### TASK BRIEF
Every line holding the word "Debug" should be copied from the material.

======

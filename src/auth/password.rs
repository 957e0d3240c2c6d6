// file: src/auth/password.rs
// description: salted sha-256 password sealing compatible with existing user rows

use base64::Engine;
use base64::engine::general_purpose::STANDARD;
use sha2::{Digest, Sha256};

/// Length of a base64-encoded sha-256 digest; the salt follows it.
pub const HASH_LEN: usize = 44;

pub fn generate_salt() -> String {
    STANDARD.encode(rand::random::<[u8; 16]>())
}

pub fn hash_password(password: &str, salt: &str) -> String {
    let mut hasher = Sha256::new();
    hasher.update(password.as_bytes());
    hasher.update(salt.as_bytes());
    STANDARD.encode(hasher.finalize())
}

/// Value stored in `users.password`: hash followed by salt.
pub fn seal(password: &str) -> String {
    let salt = generate_salt();
    let hash = hash_password(password, &salt);
    format!("{}{}", hash, salt)
}

pub fn verify(password: &str, stored: &str) -> bool {
    if stored.len() <= HASH_LEN || !stored.is_char_boundary(HASH_LEN) {
        return false;
    }
    let (hash, salt) = stored.split_at(HASH_LEN);
    hash_password(password, salt) == hash
}

#[cfg(test)]
mod tests {
    use super::*;

    #[test]
    fn test_hash_has_fixed_length() {
        let salt = generate_salt();
        assert_eq!(salt.len(), 24);
        assert_eq!(hash_password("secret", &salt).len(), HASH_LEN);
        assert_eq!(hash_password("", "").len(), HASH_LEN);
    }

    #[test]
    fn test_known_digest() {
        // sha256("abc")
        assert_eq!(
            hash_password("a", "bc"),
            "ungWv48Bz+pBQUDeXa4iI7ADYaOWF3qctBD/YfIAFa0="
        );
    }

    #[test]
    fn test_verify_sealed_password() {
        let stored = seal("hunter2");
        assert!(verify("hunter2", &stored));
        assert!(!verify("hunter3", &stored));
        assert!(!verify("", &stored));
    }

    #[test]
    fn test_salts_differ() {
        assert_ne!(seal("same"), seal("same"));
    }

    #[test]
    fn test_verify_rejects_malformed_storage() {
        assert!(!verify("x", ""));
        assert!(!verify("x", "too-short"));
        assert!(!verify("x", &"é".repeat(30)));
    }
}
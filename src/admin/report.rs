// file: src/admin/report.rs
// description: report kinds and the flat rows they produce

use crate::error::{PortalError, Result};
use chrono::NaiveDate;
use std::fmt;
use std::str::FromStr;

#[derive(Debug, Clone, Copy, PartialEq, Eq)]
pub enum ReportKind {
    UserActivity,
    CourseEnrollment,
    EvaluationSchedule,
    SystemUsage,
}

impl ReportKind {
    pub const ALL: [ReportKind; 4] = [
        ReportKind::UserActivity,
        ReportKind::CourseEnrollment,
        ReportKind::EvaluationSchedule,
        ReportKind::SystemUsage,
    ];

    pub fn slug(&self) -> &'static str {
        match self {
            ReportKind::UserActivity => "user-activity",
            ReportKind::CourseEnrollment => "course-enrollment",
            ReportKind::EvaluationSchedule => "evaluation-schedule",
            ReportKind::SystemUsage => "system-usage",
        }
    }

    pub fn title(&self) -> &'static str {
        match self {
            ReportKind::UserActivity => "User Activity Report",
            ReportKind::CourseEnrollment => "Course Enrollment Report",
            ReportKind::EvaluationSchedule => "Evaluation Schedule Report",
            ReportKind::SystemUsage => "System Usage Report",
        }
    }
}

impl fmt::Display for ReportKind {
    fn fmt(&self, f: &mut fmt::Formatter<'_>) -> fmt::Result {
        f.write_str(self.title())
    }
}

impl FromStr for ReportKind {
    type Err = PortalError;

    fn from_str(s: &str) -> Result<Self> {
        let wanted = s.trim();
        ReportKind::ALL
            .into_iter()
            .find(|kind| kind.slug().eq_ignore_ascii_case(wanted))
            .ok_or_else(|| {
                let known: Vec<&str> = ReportKind::ALL.iter().map(|k| k.slug()).collect();
                PortalError::validation(format!(
                    "Unknown report {:?}, expected one of: {}",
                    wanted,
                    known.join(", ")
                ))
            })
    }
}

/// Inclusive date bounds; only evaluation reports are dated.
#[derive(Debug, Clone, Copy, Default, PartialEq, Eq)]
pub struct ReportRange {
    pub from: Option<NaiveDate>,
    pub to: Option<NaiveDate>,
}

impl ReportRange {
    pub fn contains(&self, date: NaiveDate) -> bool {
        self.from.is_none_or(|from| date >= from) && self.to.is_none_or(|to| date <= to)
    }
}

#[derive(Debug, Clone, PartialEq, Eq)]
pub struct ReportRow {
    pub label: String,
    pub detail: String,
}

#[derive(Debug, Clone, PartialEq, Eq)]
pub struct Report {
    pub kind: ReportKind,
    pub rows: Vec<ReportRow>,
}

impl Report {
    pub fn is_empty(&self) -> bool {
        self.rows.is_empty()
    }
}

#[cfg(test)]
mod tests {
    use super::*;

    #[test]
    fn test_parse_report_kind() {
        assert_eq!(
            "Course-Enrollment".parse::<ReportKind>().unwrap(),
            ReportKind::CourseEnrollment
        );
        let err = "payroll".parse::<ReportKind>().unwrap_err();
        assert!(err.to_string().contains("user-activity"));
    }

    #[test]
    fn test_range_is_inclusive() {
        let day = |d| NaiveDate::from_ymd_opt(2025, 3, d).unwrap();
        let range = ReportRange {
            from: Some(day(3)),
            to: Some(day(5)),
        };
        assert!(range.contains(day(3)));
        assert!(range.contains(day(5)));
        assert!(!range.contains(day(6)));
        assert!(ReportRange::default().contains(day(1)));
    }
}
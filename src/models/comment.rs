// file: src/models/comment.rs
// description: evaluation comments linked into threads by parent id

use chrono::{DateTime, Utc};
use serde::{Deserialize, Serialize};

#[derive(Debug, Clone, PartialEq, Serialize, Deserialize)]
pub struct Comment {
    pub comment_id: String,
    pub evaluation_id: String,
    pub user_id: String,
    #[serde(default)]
    pub parent_comment_id: Option<String>,
    pub text: String,
    #[serde(default)]
    pub is_edited: bool,
    #[serde(default, deserialize_with = "super::timestamp::deserialize_optional")]
    pub created_at: Option<DateTime<Utc>>,
    #[serde(default, deserialize_with = "super::timestamp::deserialize_optional")]
    pub updated_at: Option<DateTime<Utc>>,
}

#[derive(Debug, Clone, PartialEq, Serialize)]
pub struct NewComment {
    pub evaluation_id: String,
    pub user_id: String,
    pub text: String,
    #[serde(skip_serializing_if = "Option::is_none")]
    pub parent_comment_id: Option<String>,
}
// file: tests/common/mod.rs
// description: shared command builder for cli integration tests

use assert_cmd::Command;
use assert_cmd::cargo::cargo_bin_cmd;
use std::path::Path;

/// Offline, colourless invocation with the session file inside `home`.
pub fn unival_cmd(home: &Path) -> Command {
    let mut cmd = cargo_bin_cmd!("unival");
    cmd.env_remove("SUPABASE_URL");
    cmd.env_remove("SUPABASE_KEY");
    cmd.env_remove("UNIVAL_PASSWORD");
    cmd.env_remove("RUST_LOG");
    cmd.env("UNIVAL__SESSION__PATH", home.join("session.json"));
    cmd.args(["--color", "false", "--offline"]);
    cmd
}

pub fn login(home: &Path, email: &str, password: &str) {
    unival_cmd(home)
        .args(["login", email, "--password", password])
        .assert()
        .success();
}
// file: src/evaluations/mod.rs
// description: evaluation listing and scheduling

pub mod service;

pub use service::{EvaluationDraft, EvaluationService};
// file: tests/cli_tests.rs
// description: end-to-end runs of the binary against the offline sample data

use predicates::prelude::*;
use tempfile::TempDir;

mod common;
use common::{login, unival_cmd};

#[test]
fn test_courses_listing() {
    let home = TempDir::new().unwrap();
    unival_cmd(home.path())
        .arg("courses")
        .assert()
        .success()
        .stdout(predicate::str::contains("CS101"))
        .stdout(predicate::str::contains("Calculus II"))
        .stdout(predicate::str::contains("Physics Fundamentals"));
}

#[test]
fn test_courses_unknown_department_fails() {
    let home = TempDir::new().unwrap();
    unival_cmd(home.path())
        .args(["courses", "--department", "Alchemy"])
        .assert()
        .failure()
        .stderr(predicate::str::contains("Department not found"));
}

#[test]
fn test_offline_admin_login_and_logout() {
    let home = TempDir::new().unwrap();
    login(home.path(), "admin", "admin123$");
    assert!(home.path().join("session.json").exists());

    unival_cmd(home.path())
        .arg("whoami")
        .assert()
        .success()
        .stdout(predicate::str::contains("Role:       admin"));

    unival_cmd(home.path())
        .arg("logout")
        .assert()
        .success()
        .stdout(predicate::str::contains("Logged out"));
    assert!(!home.path().join("session.json").exists());
}

#[test]
fn test_whoami_requires_login() {
    let home = TempDir::new().unwrap();
    unival_cmd(home.path())
        .arg("whoami")
        .assert()
        .failure()
        .stderr(predicate::str::contains("not logged in"));
}

#[test]
fn test_wrong_password_is_rejected() {
    let home = TempDir::new().unwrap();
    unival_cmd(home.path())
        .args(["login", "grace@unival.edu", "--password", "wrong"])
        .assert()
        .failure()
        .stderr(predicate::str::contains("Invalid email or password"));
    assert!(!home.path().join("session.json").exists());
}

#[test]
fn test_faculty_schedules_evaluation() {
    let home = TempDir::new().unwrap();
    login(home.path(), "grace@unival.edu", "faculty123");

    // 2031-03-04 is a Tuesday
    unival_cmd(home.path())
        .args([
            "evaluations", "add", "--title", "Quiz 2", "--date", "2031-03-04", "--start",
            "10:00", "--end", "11:00",
        ])
        .assert()
        .success()
        .stdout(predicate::str::contains("Quiz 2 (1/2)"));
}

#[test]
fn test_weekend_evaluation_is_refused() {
    let home = TempDir::new().unwrap();
    login(home.path(), "grace@unival.edu", "faculty123");

    unival_cmd(home.path())
        .args([
            "evaluations", "add", "--title", "Quiz 2", "--date", "2031-03-08", "--start",
            "10:00", "--end", "11:00",
        ])
        .assert()
        .failure()
        .stdout(predicate::str::contains("weekends"))
        .stderr(predicate::str::contains("Evaluation not scheduled"));
}

#[test]
fn test_students_cannot_schedule() {
    let home = TempDir::new().unwrap();
    login(home.path(), "alan@unival.edu", "student123");

    unival_cmd(home.path())
        .args([
            "evaluations", "add", "--title", "Quiz 2", "--date", "2031-03-04", "--start",
            "10:00", "--end", "11:00",
        ])
        .assert()
        .failure()
        .stderr(predicate::str::contains("only faculty and administrators"));
}

#[test]
fn test_comment_thread_is_rendered() {
    let home = TempDir::new().unwrap();
    unival_cmd(home.path())
        .args(["comments", "show", "e-quiz1"])
        .assert()
        .success()
        .stdout(predicate::str::contains("Will the quiz cover recursion?"))
        .stdout(predicate::str::contains("  Grace Hopper • "))
        .stdout(predicate::str::contains("👍 1"));

    unival_cmd(home.path())
        .args(["comments", "show", "e-midsem"])
        .assert()
        .success()
        .stdout(predicate::str::contains(
            "No comments yet. Be the first to comment!",
        ));
}

#[test]
fn test_react_prints_tally() {
    let home = TempDir::new().unwrap();
    login(home.path(), "alan@unival.edu", "student123");

    unival_cmd(home.path())
        .args(["react", "e-quiz1", "heart"])
        .assert()
        .success()
        .stdout(predicate::str::contains("👍 1"))
        .stdout(predicate::str::contains("❤️ 1"));
}

#[test]
fn test_report_requires_admin() {
    let home = TempDir::new().unwrap();
    login(home.path(), "alan@unival.edu", "student123");
    unival_cmd(home.path())
        .args(["report", "user-activity"])
        .assert()
        .failure()
        .stderr(predicate::str::contains("not an administrator"));

    login(home.path(), "admin", "admin123$");
    unival_cmd(home.path())
        .args(["report", "course-enrollment"])
        .assert()
        .success()
        .stdout(predicate::str::contains("Course Enrollment Report"))
        .stdout(predicate::str::contains("Introduction to Programming"));
}

#[test]
fn test_unknown_report_kind_is_a_usage_error() {
    let home = TempDir::new().unwrap();
    unival_cmd(home.path())
        .args(["report", "payroll"])
        .assert()
        .failure()
        .stderr(predicate::str::contains("Unknown report"));
}

#[test]
fn test_time_options() {
    let home = TempDir::new().unwrap();
    unival_cmd(home.path())
        .args(["evaluations", "times"])
        .assert()
        .success()
        .stdout(predicate::str::starts_with("08:00 08:05"))
        .stdout(predicate::str::contains("17:55"));
}

#[test]
fn test_bad_environment_fails_without_config_file() {
    let home = TempDir::new().unwrap();
    unival_cmd(home.path())
        .env("UNIVAL__SCHEDULING__MAX_PER_DAY", "0")
        .args(["--config"])
        .arg(home.path().join("missing.toml"))
        .arg("courses")
        .assert()
        .failure()
        .stderr(predicate::str::contains("Failed to load configuration"))
        .stdout(predicate::str::contains("CS101").not());
}
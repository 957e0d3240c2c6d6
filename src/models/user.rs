// file: src/models/user.rs
// description: portal user accounts and roles
// reference: users table of the hosted backend

use crate::error::{PortalError, Result};
use serde::{Deserialize, Serialize};
use std::fmt;
use std::str::FromStr;

#[derive(Debug, Clone, Copy, PartialEq, Eq, Hash, Serialize, Deserialize)]
#[serde(rename_all = "lowercase")]
pub enum Role {
    Admin,
    Faculty,
    Student,
}

impl Role {
    pub const ALL: [Role; 3] = [Role::Admin, Role::Faculty, Role::Student];

    pub fn as_str(&self) -> &'static str {
        match self {
            Role::Admin => "admin",
            Role::Faculty => "faculty",
            Role::Student => "student",
        }
    }

    /// Faculty and admins own evaluation calendars.
    pub fn can_schedule(&self) -> bool {
        matches!(self, Role::Admin | Role::Faculty)
    }
}

impl fmt::Display for Role {
    fn fmt(&self, f: &mut fmt::Formatter<'_>) -> fmt::Result {
        f.write_str(self.as_str())
    }
}

impl FromStr for Role {
    type Err = PortalError;

    fn from_str(s: &str) -> Result<Self> {
        Role::ALL
            .into_iter()
            .find(|role| role.as_str().eq_ignore_ascii_case(s.trim()))
            .ok_or_else(|| PortalError::UnknownRole(s.to_string()))
    }
}

/// A row of the `users` table. The stored password never leaves the process.
#[derive(Debug, Clone, PartialEq, Serialize, Deserialize)]
pub struct User {
    #[serde(alias = "user_id")]
    pub id: String,
    pub name: String,
    pub email: String,
    #[serde(default, skip_serializing)]
    pub password: Option<String>,
    pub role: String,
    #[serde(default)]
    pub department_id: Option<String>,
    #[serde(default)]
    pub year: Option<i32>,
}

impl User {
    pub fn role(&self) -> Result<Role> {
        self.role.parse()
    }

    /// Name if present, else email.
    pub fn display_name(&self) -> &str {
        if self.name.trim().is_empty() {
            &self.email
        } else {
            &self.name
        }
    }
}

#[derive(Debug, Clone, Serialize)]
pub struct NewUser {
    pub name: String,
    pub email: String,
    pub password: String,
    pub role: Role,
    pub department_id: String,
    pub year: i32,
}
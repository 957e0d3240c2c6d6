// file: src/error.rs
// description: Custom error types and result type aliases
// reference: https://docs.rs/thiserror

use crate::scheduling::ScheduleConflict;
use thiserror::Error;

pub type Result<T> = std::result::Result<T, PortalError>;

#[derive(Error, Debug)]
pub enum PortalError {
    #[error("Configuration error: {0}")]
    Config(String),

    #[error("HTTP error: {0}")]
    Http(#[from] reqwest::Error),

    #[error("Backend request failed with status {status}: {body}")]
    Api { status: u16, body: String },

    #[error("Failed to decode backend response: {0}")]
    Decode(String),

    #[error("Validation error: {0}")]
    Validation(String),

    #[error("Not found: {0}")]
    NotFound(String),

    #[error("Invalid email or password")]
    Unauthorized,

    #[error("Permission denied: {0}")]
    Forbidden(String),

    #[error("Unknown user role: {0}")]
    UnknownRole(String),

    #[error("Scheduling conflict: {0}")]
    Schedule(#[from] ScheduleConflict),

    #[error("IO error: {0}")]
    Io(#[from] std::io::Error),

    #[error("Serialization error: {0}")]
    Serialization(#[from] serde_json::Error),
}

impl PortalError {
    pub fn not_found(what: impl Into<String>) -> Self {
        PortalError::NotFound(what.into())
    }

    pub fn validation(message: impl Into<String>) -> Self {
        PortalError::Validation(message.into())
    }

    pub fn forbidden(message: impl Into<String>) -> Self {
        PortalError::Forbidden(message.into())
    }
}

#[cfg(test)]
mod tests {
    use super::*;
    use chrono::NaiveDate;

    #[test]
    fn test_unauthorized_message_is_generic() {
        assert_eq!(
            PortalError::Unauthorized.to_string(),
            "Invalid email or password"
        );
    }

    #[test]
    fn test_schedule_conflict_converts() {
        let date = NaiveDate::from_ymd_opt(2025, 3, 4).unwrap();
        let err: PortalError = ScheduleConflict::DailyLimitReached { date, limit: 2 }.into();
        assert!(matches!(err, PortalError::Schedule(_)));
        assert!(err.to_string().contains("2025-03-04"));
    }
}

======

### SOLUTION FOR THIS TASK
#[derive(Debug, Clone, Copy, PartialEq, Eq)]
#[derive(Debug, Clone, Copy, Default, PartialEq, Eq)]
#[derive(Debug, Clone, PartialEq, Eq)]
#[derive(Debug, Clone, PartialEq, Eq)]
#[derive(Debug, Clone, PartialEq, Serialize, Deserialize)]
#[derive(Debug, Clone, PartialEq, Serialize)]
#[derive(Debug, Clone, Copy, PartialEq, Eq, Hash, Serialize, Deserialize)]
#[derive(Debug, Clone, PartialEq, Serialize, Deserialize)]
#[derive(Debug, Clone, Serialize)]
#[derive(Error, Debug)]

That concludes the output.